What you need to do. Lines in the listing below that include the word "Migration" need to be copied.

Exercise inputs.
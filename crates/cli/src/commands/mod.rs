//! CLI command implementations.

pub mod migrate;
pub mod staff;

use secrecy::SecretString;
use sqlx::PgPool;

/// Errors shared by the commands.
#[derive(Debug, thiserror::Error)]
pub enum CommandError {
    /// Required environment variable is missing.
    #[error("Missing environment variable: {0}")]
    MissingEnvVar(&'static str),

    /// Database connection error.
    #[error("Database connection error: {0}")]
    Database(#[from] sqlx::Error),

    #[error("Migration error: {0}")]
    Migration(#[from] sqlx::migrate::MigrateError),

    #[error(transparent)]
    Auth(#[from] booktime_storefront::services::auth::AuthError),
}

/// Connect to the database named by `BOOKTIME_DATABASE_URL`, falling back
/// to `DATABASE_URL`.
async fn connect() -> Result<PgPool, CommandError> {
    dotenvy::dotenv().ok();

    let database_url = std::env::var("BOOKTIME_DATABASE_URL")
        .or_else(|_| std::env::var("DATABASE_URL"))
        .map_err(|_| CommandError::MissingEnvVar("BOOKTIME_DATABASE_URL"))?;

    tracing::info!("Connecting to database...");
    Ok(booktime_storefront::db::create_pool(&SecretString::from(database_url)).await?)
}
--
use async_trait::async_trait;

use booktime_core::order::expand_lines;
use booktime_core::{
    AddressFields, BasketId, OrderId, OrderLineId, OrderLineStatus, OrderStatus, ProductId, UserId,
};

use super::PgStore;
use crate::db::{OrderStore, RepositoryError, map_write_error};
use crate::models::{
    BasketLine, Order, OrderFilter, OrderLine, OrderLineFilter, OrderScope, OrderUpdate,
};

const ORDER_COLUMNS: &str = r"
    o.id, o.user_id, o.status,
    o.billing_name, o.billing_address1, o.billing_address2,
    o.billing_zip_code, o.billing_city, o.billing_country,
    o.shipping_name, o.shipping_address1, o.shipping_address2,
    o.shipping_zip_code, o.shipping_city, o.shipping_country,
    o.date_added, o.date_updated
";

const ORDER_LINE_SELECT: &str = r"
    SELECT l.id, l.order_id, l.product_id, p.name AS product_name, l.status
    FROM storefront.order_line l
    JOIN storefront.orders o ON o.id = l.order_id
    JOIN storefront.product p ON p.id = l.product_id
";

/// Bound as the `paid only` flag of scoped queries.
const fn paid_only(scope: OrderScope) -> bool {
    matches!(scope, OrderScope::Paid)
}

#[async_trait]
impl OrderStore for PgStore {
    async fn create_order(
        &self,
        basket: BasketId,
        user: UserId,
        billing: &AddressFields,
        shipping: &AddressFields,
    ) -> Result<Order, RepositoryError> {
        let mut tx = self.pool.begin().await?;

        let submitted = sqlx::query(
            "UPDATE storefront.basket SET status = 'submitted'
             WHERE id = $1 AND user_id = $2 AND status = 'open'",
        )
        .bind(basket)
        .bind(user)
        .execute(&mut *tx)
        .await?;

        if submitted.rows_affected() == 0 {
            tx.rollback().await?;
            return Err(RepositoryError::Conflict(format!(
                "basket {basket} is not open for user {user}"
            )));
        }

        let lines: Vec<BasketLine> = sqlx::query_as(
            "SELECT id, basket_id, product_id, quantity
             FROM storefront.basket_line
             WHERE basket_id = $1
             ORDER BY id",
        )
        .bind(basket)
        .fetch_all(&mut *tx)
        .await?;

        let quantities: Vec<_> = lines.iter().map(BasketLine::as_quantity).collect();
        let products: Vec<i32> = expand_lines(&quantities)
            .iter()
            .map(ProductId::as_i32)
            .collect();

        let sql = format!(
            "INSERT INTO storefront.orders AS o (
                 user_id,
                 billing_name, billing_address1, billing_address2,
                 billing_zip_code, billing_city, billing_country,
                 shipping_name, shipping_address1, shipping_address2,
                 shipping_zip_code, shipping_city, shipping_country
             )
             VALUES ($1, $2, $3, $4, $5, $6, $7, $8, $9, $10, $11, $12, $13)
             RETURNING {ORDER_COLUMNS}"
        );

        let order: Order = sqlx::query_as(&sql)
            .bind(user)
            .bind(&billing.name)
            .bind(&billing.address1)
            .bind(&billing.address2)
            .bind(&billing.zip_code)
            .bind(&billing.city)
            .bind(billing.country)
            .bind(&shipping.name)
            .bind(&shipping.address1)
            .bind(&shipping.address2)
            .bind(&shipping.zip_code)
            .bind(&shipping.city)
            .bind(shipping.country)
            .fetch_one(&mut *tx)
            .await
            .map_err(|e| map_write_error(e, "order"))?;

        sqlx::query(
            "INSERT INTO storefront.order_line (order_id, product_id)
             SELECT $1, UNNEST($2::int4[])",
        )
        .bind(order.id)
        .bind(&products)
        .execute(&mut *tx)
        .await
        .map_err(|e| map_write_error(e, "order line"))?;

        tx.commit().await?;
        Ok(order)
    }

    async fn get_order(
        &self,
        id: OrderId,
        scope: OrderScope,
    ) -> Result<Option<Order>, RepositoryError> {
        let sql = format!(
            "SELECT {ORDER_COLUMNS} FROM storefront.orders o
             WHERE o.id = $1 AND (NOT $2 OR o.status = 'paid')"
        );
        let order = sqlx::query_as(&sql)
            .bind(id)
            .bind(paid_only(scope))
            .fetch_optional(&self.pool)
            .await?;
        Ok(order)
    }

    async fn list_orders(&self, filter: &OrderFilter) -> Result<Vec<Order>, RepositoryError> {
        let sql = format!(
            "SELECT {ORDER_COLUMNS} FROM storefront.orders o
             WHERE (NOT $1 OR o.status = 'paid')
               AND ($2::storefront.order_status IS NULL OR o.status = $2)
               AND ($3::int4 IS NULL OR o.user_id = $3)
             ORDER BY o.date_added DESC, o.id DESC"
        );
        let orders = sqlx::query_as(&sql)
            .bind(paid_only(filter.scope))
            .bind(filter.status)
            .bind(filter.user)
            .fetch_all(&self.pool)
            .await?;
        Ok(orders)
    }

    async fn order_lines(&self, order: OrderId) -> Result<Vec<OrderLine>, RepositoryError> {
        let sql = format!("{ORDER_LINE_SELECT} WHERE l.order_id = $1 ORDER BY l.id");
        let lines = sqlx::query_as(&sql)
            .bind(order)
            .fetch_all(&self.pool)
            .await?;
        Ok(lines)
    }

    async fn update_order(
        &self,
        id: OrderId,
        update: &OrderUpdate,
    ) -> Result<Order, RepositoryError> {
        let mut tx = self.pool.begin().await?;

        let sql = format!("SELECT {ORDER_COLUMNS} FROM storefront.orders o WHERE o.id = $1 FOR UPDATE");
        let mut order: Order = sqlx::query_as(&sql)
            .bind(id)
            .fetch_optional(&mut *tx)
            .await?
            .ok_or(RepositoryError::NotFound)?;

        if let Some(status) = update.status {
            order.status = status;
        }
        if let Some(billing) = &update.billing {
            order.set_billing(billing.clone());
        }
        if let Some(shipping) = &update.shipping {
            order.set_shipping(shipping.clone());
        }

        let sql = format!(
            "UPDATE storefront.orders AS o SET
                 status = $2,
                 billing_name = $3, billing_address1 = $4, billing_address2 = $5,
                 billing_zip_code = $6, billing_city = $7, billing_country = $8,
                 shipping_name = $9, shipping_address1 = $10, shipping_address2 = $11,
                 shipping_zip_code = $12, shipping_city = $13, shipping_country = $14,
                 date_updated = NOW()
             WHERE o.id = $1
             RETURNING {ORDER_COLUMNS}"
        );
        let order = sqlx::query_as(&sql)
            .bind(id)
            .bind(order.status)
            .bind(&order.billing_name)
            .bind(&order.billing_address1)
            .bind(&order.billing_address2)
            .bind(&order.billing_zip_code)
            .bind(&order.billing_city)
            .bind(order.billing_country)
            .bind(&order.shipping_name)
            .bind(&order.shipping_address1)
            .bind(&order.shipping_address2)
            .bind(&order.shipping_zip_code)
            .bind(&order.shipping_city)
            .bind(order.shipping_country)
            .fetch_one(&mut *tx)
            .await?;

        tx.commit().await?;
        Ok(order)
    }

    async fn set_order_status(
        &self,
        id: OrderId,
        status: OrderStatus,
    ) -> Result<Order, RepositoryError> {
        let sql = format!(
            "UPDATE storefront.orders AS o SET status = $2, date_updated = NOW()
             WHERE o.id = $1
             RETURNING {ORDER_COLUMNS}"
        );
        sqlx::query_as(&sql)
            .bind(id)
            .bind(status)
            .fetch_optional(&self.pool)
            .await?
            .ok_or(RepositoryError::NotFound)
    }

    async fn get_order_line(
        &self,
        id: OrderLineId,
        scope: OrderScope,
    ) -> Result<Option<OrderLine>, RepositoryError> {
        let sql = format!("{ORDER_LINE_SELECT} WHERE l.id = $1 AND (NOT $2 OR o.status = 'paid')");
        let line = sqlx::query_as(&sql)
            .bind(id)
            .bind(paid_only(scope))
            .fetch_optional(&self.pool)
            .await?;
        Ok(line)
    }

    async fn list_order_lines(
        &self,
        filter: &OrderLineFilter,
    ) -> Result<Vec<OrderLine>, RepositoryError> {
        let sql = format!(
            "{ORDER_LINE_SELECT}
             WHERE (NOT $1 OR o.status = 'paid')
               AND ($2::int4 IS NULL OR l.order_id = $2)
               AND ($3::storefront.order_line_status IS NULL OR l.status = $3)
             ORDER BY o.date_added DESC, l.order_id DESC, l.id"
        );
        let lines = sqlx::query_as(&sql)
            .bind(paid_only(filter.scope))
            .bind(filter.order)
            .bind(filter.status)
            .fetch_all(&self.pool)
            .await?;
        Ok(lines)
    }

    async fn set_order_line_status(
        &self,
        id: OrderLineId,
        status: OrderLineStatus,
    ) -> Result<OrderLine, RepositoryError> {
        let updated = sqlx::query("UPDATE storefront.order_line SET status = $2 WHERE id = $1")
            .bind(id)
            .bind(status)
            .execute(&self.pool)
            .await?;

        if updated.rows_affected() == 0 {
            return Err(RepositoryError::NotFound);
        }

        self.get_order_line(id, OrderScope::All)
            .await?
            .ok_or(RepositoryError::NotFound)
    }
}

Final answer.
    #[error("Migration error: {0}")]
    Migration(#[from] sqlx::migrate::MigrateError),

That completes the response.